He will be one, 9.February.
It feels like just yesterday I was dropping him off at the airport.


----------



## Feralpudel (Jun 28, 2010)

Big congratulations, Cherie, for a nice win! I know how thrilled you are--those points are intoxicating, aren't they? 

One quick question--why didn't Chrystal stay on him for BOB?


----------



## CT Girl (Nov 17, 2010)

Fantastic! He sounds like the total package - glad the judges saw that. Thanks for posting the videos. It is great to see him strutting his stuff.


----------



## Keithsomething (Oct 31, 2009)

Way to go Quincy!!! 

He looked absolutely stunning in the ring Cherie, 
and I'm with Cbrand! I can't wait to see him put into pattern!! hes going to look fabulous!!


----------



## ArreauStandardPoodle (Sep 1, 2009)

BFF said:


> Quincy is a beautiful boy!
> 
> I'm curious though. Why spend the expense to take him to London? Aren't they part of a different kennel club? Will your points accumulate together, or are you going for a double championship?
> 
> ...


Thank you very much! I am sorry for the confusion. Yes, the next shows are in London, Ontario. I would never send a dog overseas to be shown unless it was a country that had no quarantine. Enlgand's used to be six months. I have heard it is somewhat better now, but is likely still at least a month, which is three weeks and six days too long for my liking!


----------



## ArreauStandardPoodle (Sep 1, 2009)

furmom said:


> Quincy is so gorgeous. Congratulations.


Thanks very much! We think he is a Hottie McButterpants too.


----------



## ArreauStandardPoodle (Sep 1, 2009)

faerie said:


> oh i'm so very proud of this kangaroo, snapping turtle poodle.


LOL!!!! You are funny! He is both of those things..ha,ha,ha!


----------



## ArreauStandardPoodle (Sep 1, 2009)

Chagall's mom said:


> What a fantastic way to wrap up the year and launch a new one!! We all knew Quincy was a winner, now he's gone and proved it! CONGRATULATIONS!!!!!!!! He such a gem, a really lovely, loveable boy!! I am totally delighted for you both!!! Happy New Year, I do believe you've got a jump on the "happy"!

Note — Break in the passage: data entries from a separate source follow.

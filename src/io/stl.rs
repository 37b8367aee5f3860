// SPDX-License-Identifier: Apache-2.0
// Copyright (c) 2025 Polyframe Inc.

//! STL codec, ASCII and binary.
//!
//! # Binary layout
//!
//! ```text
//! UINT8[80]    header, ignored on read
//! UINT32       triangle count
//! foreach triangle
//!     T[3]     normal
//!     T[9]     three vertices
//!     UINT16   external id
//! ```
//!
//! `T` is the scalar type of the loading system, so `f64` systems read and
//! write 8-byte coordinates. Files are written in host byte order; on read the
//! triangle count is tried little-endian first, then big-endian, against the
//! file length.

use super::MeshFormat;
use crate::error::{Error, Result};
use crate::geometry::{format_significant, Facet, Real, TriangleId};
use nalgebra::{Point3, Vector3};
use std::fmt::Write as _;
use std::fs::File;
use std::io::{BufWriter, Read, Write};
use std::path::{Path, PathBuf};
use tracing::{info, warn};

/// Binary header size in bytes.
const HEADER_SIZE: usize = 80;

/// Written into the binary header, NUL padded.
const HEADER_TEXT: &[u8] = b"meshgroup binary stl";

/// Solid name used by the ASCII writer.
const SOLID_NAME: &str = "model1";

type Parse<V> = std::result::Result<V, String>;

const ID_SPACE_EXHAUSTED: &str = "triangle id space exhausted";

/// Mesh-local id of the `offset`-th triangle read after `id_base`.
fn facet_id(id_base: TriangleId, offset: usize) -> Parse<TriangleId> {
    u32::try_from(offset)
        .ok()
        .and_then(|offset| id_base.checked_add(offset))
        .ok_or_else(|| ID_SPACE_EXHAUSTED.to_string())
}

/// Bytes per triangle record for scalar type `T`.
pub fn record_size<T: Real>() -> usize {
    12 * T::BYTES + 2
}

/// Load one file in the given dialect.
///
/// Triangles receive mesh-local ids `id_base, id_base + 1, ...` and every
/// coordinate is multiplied by `scale`.
pub fn load_stl<T: Real>(
    path: &Path,
    format: MeshFormat,
    id_base: TriangleId,
    scale: T,
) -> Result<Vec<Facet<T>>> {
    let mut file = File::open(path).map_err(|source| Error::FileOpen {
        path: path.to_path_buf(),
        source,
    })?;
    let mut bytes = Vec::new();
    file.read_to_end(&mut bytes)?;

    let facets = match format {
        MeshFormat::StlBinary => decode_binary(&bytes, id_base, scale),
        MeshFormat::StlAscii => decode_ascii(&String::from_utf8_lossy(&bytes), id_base, scale),
    }
    .map_err(|reason| {
        if reason == ID_SPACE_EXHAUSTED {
            Error::InvalidArgument(reason)
        } else {
            Error::malformed(path, reason)
        }
    })?;

    info!(
        path = %path.display(),
        format = %format,
        triangles = facets.len(),
        "Loaded mesh file"
    );
    Ok(facets)
}

/// Load several files back to back, continuing the id sequence across files.
pub fn load_files<T: Real>(
    paths: &[PathBuf],
    id_base: TriangleId,
    scale: T,
) -> Result<Vec<Facet<T>>> {
    let mut facets = Vec::new();
    for path in paths {
        let format = MeshFormat::from_path(path)?;
        let base = u32::try_from(facets.len())
            .ok()
            .and_then(|loaded| id_base.checked_add(loaded))
            .ok_or_else(|| Error::InvalidArgument(ID_SPACE_EXHAUSTED.into()))?;
        facets.extend(load_stl(path, format, base, scale)?);
    }
    Ok(facets)
}

/// Decode a binary image.
pub fn decode_binary<T: Real>(bytes: &[u8], id_base: TriangleId, scale: T) -> Parse<Vec<Facet<T>>> {
    if bytes.len() < HEADER_SIZE + 4 {
        return Err(format!(
            "{} bytes is shorter than the {}-byte header",
            bytes.len(),
            HEADER_SIZE + 4
        ));
    }

    let mut raw = [0u8; 4];
    raw.copy_from_slice(&bytes[HEADER_SIZE..HEADER_SIZE + 4]);
    let record = record_size::<T>() as u64;
    let body = (bytes.len() - HEADER_SIZE - 4) as u64;

    let count_le = u32::from_le_bytes(raw);
    let count_be = u32::from_be_bytes(raw);
    let (count, big_endian) = if u64::from(count_le) * record == body {
        (count_le, false)
    } else if u64::from(count_be) * record == body {
        (count_be, true)
    } else if u64::from(count_le) * record < body {
        warn!(
            trailing = body - u64::from(count_le) * record,
            "Ignoring trailing bytes after last triangle record"
        );
        (count_le, false)
    } else {
        return Err(format!(
            "header announces {} triangles but only {} bytes of records follow",
            count_le, body
        ));
    };

    let record = record as usize;
    let scalar = |chunk: &[u8], i: usize| T::decode(&chunk[i * T::BYTES..], big_endian);
    let mut facets = Vec::with_capacity(count as usize);
    for (i, chunk) in bytes[HEADER_SIZE + 4..]
        .chunks_exact(record)
        .take(count as usize)
        .enumerate()
    {
        let normal = Vector3::new(scalar(chunk, 0), scalar(chunk, 1), scalar(chunk, 2));
        let corner = |k: usize| {
            Point3::new(
                scalar(chunk, 3 + 3 * k),
                scalar(chunk, 4 + 3 * k),
                scalar(chunk, 5 + 3 * k),
            ) * scale
        };
        let tag = [chunk[record - 2], chunk[record - 1]];
        let external_id = if big_endian {
            u16::from_be_bytes(tag)
        } else {
            u16::from_le_bytes(tag)
        };

        let id = facet_id(id_base, i)?;
        let facet = Facet::with_normal([corner(0), corner(1), corner(2)], normal, id)
            .with_external_id(i32::from(external_id));
        facets.push(facet);
    }
    Ok(facets)
}

fn expect_token<'a, I>(tokens: &mut I, word: &str) -> Parse<()>
where
    I: Iterator<Item = &'a str>,
{
    match tokens.next() {
        Some(token) if token.eq_ignore_ascii_case(word) => Ok(()),
        Some(token) => Err(format!("expected `{}`, found `{}`", word, token)),
        None => Err(format!("expected `{}`, found end of file", word)),
    }
}

fn parse_triple<'a, I>(tokens: &mut I, what: &str) -> Parse<[f64; 3]>
where
    I: Iterator<Item = &'a str>,
{
    let mut values = [0.0; 3];
    for value in &mut values {
        let token = tokens
            .next()
            .ok_or_else(|| format!("{} truncated at end of file", what))?;
        *value = token
            .parse::<f64>()
            .map_err(|e| format!("invalid {} component `{}`: {}", what, token, e))?;
    }
    Ok(values)
}

/// Decode ASCII text. Several `solid` blocks may follow each other.
pub fn decode_ascii<T: Real>(text: &str, id_base: TriangleId, scale: T) -> Parse<Vec<Facet<T>>> {
    let mut tokens = text.split_whitespace().peekable();
    let mut facets = Vec::new();

    while let Some(token) = tokens.next() {
        match token.to_ascii_lowercase().as_str() {
            "solid" | "endsolid" => {
                // Skip the optional (possibly multi-word) solid name
                while let Some(next) = tokens.peek() {
                    let next = next.to_ascii_lowercase();
                    if next == "facet" || next == "solid" || next == "endsolid" {
                        break;
                    }
                    tokens.next();
                }
            }
            "facet" => {
                expect_token(&mut tokens, "normal")?;
                let n = parse_triple(&mut tokens, "normal")?;
                expect_token(&mut tokens, "outer")?;
                expect_token(&mut tokens, "loop")?;
                let mut corners = [Point3::origin(); 3];
                for corner in &mut corners {
                    expect_token(&mut tokens, "vertex")?;
                    let v = parse_triple(&mut tokens, "vertex")?;
                    *corner = Point3::new(T::narrow(v[0]), T::narrow(v[1]), T::narrow(v[2])) * scale;
                }
                expect_token(&mut tokens, "endloop")?;
                expect_token(&mut tokens, "endfacet")?;

                let normal = Vector3::new(T::narrow(n[0]), T::narrow(n[1]), T::narrow(n[2]));
                let id = facet_id(id_base, facets.len())?;
                facets.push(Facet::with_normal(corners, normal, id));
            }
            other => return Err(format!("unexpected token `{}`", other)),
        }
    }
    Ok(facets)
}

/// Encode facets as a binary image in host byte order.
pub fn encode_binary<T: Real>(facets: &[Facet<T>]) -> Result<Vec<u8>> {
    // Validate every tag before producing any output
    let tags = facets
        .iter()
        .map(|facet| {
            let external_id = facet.external_id.unwrap_or(0);
            u16::try_from(external_id).map_err(|_| Error::ExternalIdOutOfRange {
                triangle: facet.id,
                external_id,
            })
        })
        .collect::<Result<Vec<u16>>>()?;
    let count = u32::try_from(facets.len())
        .map_err(|_| Error::InvalidArgument("too many triangles for one file".into()))?;

    let mut out = Vec::with_capacity(HEADER_SIZE + 4 + facets.len() * record_size::<T>());
    out.extend_from_slice(HEADER_TEXT);
    out.resize(HEADER_SIZE, 0);
    out.extend_from_slice(&count.to_ne_bytes());
    for (facet, tag) in facets.iter().zip(tags) {
        for value in facet.normal.iter() {
            value.encode(&mut out);
        }
        for corner in &facet.vertices {
            for value in corner.coords.iter() {
                value.encode(&mut out);
            }
        }
        out.extend_from_slice(&tag.to_ne_bytes());
    }
    Ok(out)
}

/// Encode facets as ASCII with six significant digits.
pub fn encode_ascii<T: Real>(facets: &[Facet<T>]) -> String {
    let triple = |a: T, b: T, c: T| {
        format!(
            "{} {} {}",
            format_significant(a.widen()),
            format_significant(b.widen()),
            format_significant(c.widen())
        )
    };

    let mut out = String::new();
    let _ = writeln!(out, "solid {}", SOLID_NAME);
    for facet in facets {
        let n = facet.normal;
        let _ = writeln!(out, "  facet normal {}", triple(n.x, n.y, n.z));
        out.push_str("    outer loop\n");
        for v in &facet.vertices {
            let _ = writeln!(out, "      vertex {}", triple(v.x, v.y, v.z));
        }
        out.push_str("    endloop\n");
        out.push_str("  endfacet\n");
    }
    let _ = writeln!(out, "endsolid {}", SOLID_NAME);
    out
}

/// Write facets to `path` in the given dialect, in sequence order.
///
/// Nothing is created when encoding fails.
pub fn save_stl<T: Real>(path: &Path, format: MeshFormat, facets: &[Facet<T>]) -> Result<()> {
    let bytes = match format {
        MeshFormat::StlBinary => encode_binary(facets)?,
        MeshFormat::StlAscii => encode_ascii(facets).into_bytes(),
    };

    let file = File::create(path).map_err(|source| Error::FileOpen {
        path: path.to_path_buf(),
        source,
    })?;
    let mut writer = BufWriter::new(file);
    writer.write_all(&bytes)?;
    writer.flush()?;

    info!(
        path = %path.display(),
        format = %format,
        triangles = facets.len(),
        "Saved mesh file"
    );
    Ok(())
}

#[cfg(test)]
mod tests {
    use super::*;
    use approx::assert_relative_eq;

    fn facets() -> Vec<Facet<f64>> {
        vec![
            Facet::new(
                [
                    Point3::new(0.0, 0.0, 0.0),
                    Point3::new(1.0, 0.0, 0.0),
                    Point3::new(0.0, 1.0, 0.0),
                ],
                0,
            )
            .with_external_id(3),
            Facet::new(
                [
                    Point3::new(0.0, 0.0, 1.0),
                    Point3::new(0.0, 1.0, 1.0),
                    Point3::new(1.0, 0.0, 1.0),
                ],
                1,
            ),
        ]
    }

    #[test]
    fn test_binary_layout() {
        let bytes = encode_binary(&facets()).unwrap();
        assert_eq!(bytes.len(), 84 + 2 * record_size::<f64>());
        assert_eq!(record_size::<f32>(), 50);
        assert!(bytes.starts_with(HEADER_TEXT));
        assert_eq!(bytes[HEADER_TEXT.len()], 0);
    }

    #[test]
    fn test_binary_decode_with_id_base_and_scale() {
        let bytes = encode_binary(&facets()).unwrap();
        let decoded: Vec<Facet<f64>> = decode_binary(&bytes, 100, 2.0).unwrap();
        assert_eq!(decoded.len(), 2);
        assert_eq!(decoded[0].id, 100);
        assert_eq!(decoded[1].id, 101);
        assert_eq!(decoded[0].external_id, Some(3));
        assert_eq!(decoded[1].external_id, Some(0));
        assert_eq!(decoded[1].vertices[2], Point3::new(2.0, 0.0, 2.0));
    }

    #[test]
    fn test_binary_big_endian_detected() {
        let mut bytes = vec![0u8; HEADER_SIZE];
        bytes.extend_from_slice(&1u32.to_be_bytes());
        for value in [0.0f32, 0.0, 1.0, 0.0, 0.0, 0.0, 1.0, 0.0, 0.0, 0.0, 1.0, 0.0] {
            bytes.extend_from_slice(&value.to_be_bytes());
        }
        bytes.extend_from_slice(&7u16.to_be_bytes());

        let decoded: Vec<Facet<f32>> = decode_binary(&bytes, 0, 1.0).unwrap();
        assert_eq!(decoded.len(), 1);
        assert_eq!(decoded[0].vertices[1], Point3::new(1.0, 0.0, 0.0));
        assert_eq!(decoded[0].external_id, Some(7));
    }

    #[test]
    fn test_binary_truncated_is_rejected() {
        let mut bytes = encode_binary(&facets()).unwrap();
        bytes.truncate(bytes.len() - 10);
        assert!(decode_binary::<f64>(&bytes, 0, 1.0).is_err());
        assert!(decode_binary::<f64>(&bytes[..20], 0, 1.0).is_err());
    }

    #[test]
    fn test_id_base_near_limit_is_rejected() {
        let bytes = encode_binary(&facets()).unwrap();
        let err = decode_binary::<f64>(&bytes, u32::MAX, 1.0).unwrap_err();
        assert_eq!(err, ID_SPACE_EXHAUSTED);
        assert_eq!(decode_binary::<f64>(&bytes, u32::MAX - 1, 1.0).unwrap()[1].id, u32::MAX);

        let text = encode_ascii(&facets());
        assert!(decode_ascii::<f64>(&text, u32::MAX, 1.0).is_err());
        assert_eq!(decode_ascii::<f64>(&text, u32::MAX - 1, 1.0).unwrap().len(), 2);
    }

    #[test]
    fn test_external_id_out_of_range() {
        let mut input = facets();
        input[1].external_id = Some(70_000);
        let err = encode_binary(&input).unwrap_err();
        assert!(matches!(
            err,
            Error::ExternalIdOutOfRange {
                triangle: 1,
                external_id: 70_000
            }
        ));
        input[1].external_id = Some(-1);
        assert!(encode_binary(&input).is_err());
    }

    #[test]
    fn test_ascii_round_trip() {
        let text = encode_ascii(&facets());
        assert!(text.starts_with("solid model1\n"));
        assert!(text.trim_end().ends_with("endsolid model1"));
        assert!(text.contains("facet normal 0 0 1"));

        let decoded: Vec<Facet<f64>> = decode_ascii(&text, 5, 1.0).unwrap();
        assert_eq!(decoded.len(), 2);
        assert_eq!(decoded[0].id, 5);
        assert_eq!(decoded[0].external_id, None);
        assert_relative_eq!(decoded[1].vertices[1], Point3::new(0.0, 1.0, 1.0));
    }

    #[test]
    fn test_ascii_normalises_normal_and_tolerates_names() {
        let text = "solid my part\n facet normal 0 0 4\n outer loop\n vertex 0 0 0\n \
                    vertex 1 0 0\n vertex 0 1 0\n endloop\n endfacet\nendsolid my part\n";
        let decoded: Vec<Facet<f64>> = decode_ascii(text, 0, 1.0).unwrap();
        assert_eq!(decoded.len(), 1);
        assert_relative_eq!(decoded[0].normal, Vector3::new(0.0, 0.0, 1.0));
    }

    #[test]
    fn test_ascii_malformed() {
        let text = "solid x\n facet normal 0 0 1\n outer loop\n vertex 0 0\n";
        assert!(decode_ascii::<f64>(text, 0, 1.0).is_err());
        let text = "solid x\n facet normal 0 0 1\n inner loop\n";
        let err = decode_ascii::<f64>(text, 0, 1.0).unwrap_err();
        assert!(err.contains("outer"));
    }
}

Oh yes, a big jump on the happy! This was a remarkable way to end the year for us! We could not be prouder or happier. Thank you so much for your kind words! I wish you could all meet hima nd know him and really see what a fantastic boy he is.


----------



## ArreauStandardPoodle (Sep 1, 2009)

Teffy said:


> WOOOHOOO Congratulations!!! What fun!!!


Thank you very much Teffy!


----------



## Olie (Oct 10, 2009)

Woohoo! So happy for you Cherie! Your doing great with him. 

Hats off to your breeder too  Quincy is a gem.


----------



## Eklectic (Nov 9, 2009)

Oh WOW Cherie!
Congratulations! Cloud nine is a great place to be :angel::angel:! Too bad you are showing too far from here, I would love to see him in action!!!


----------



## ArreauStandardPoodle (Sep 1, 2009)

spoospirit said:


> _:elephant: YIPPEE!! I am soooooo happy for you and Quincy! Onward and upward!! :cheers2:_


Thanks so much. You both know the hard work keeping up with the coat and all and honestly, I have no idea how you guys do it! Keeping up with one in show coat, 2 pet clips and two Whippets that require little to no grooming is a huge handful. But, winning these points somehow soothes the aching back and seems to be payback...lol! Thank you again!


----------



## KalaMama (Nov 20, 2009)

Awesome news big congrats!


----------



## ArreauStandardPoodle (Sep 1, 2009)

Ms Stella said:


> How exciting!! What a gorgeous boy he is too. You should be very proud!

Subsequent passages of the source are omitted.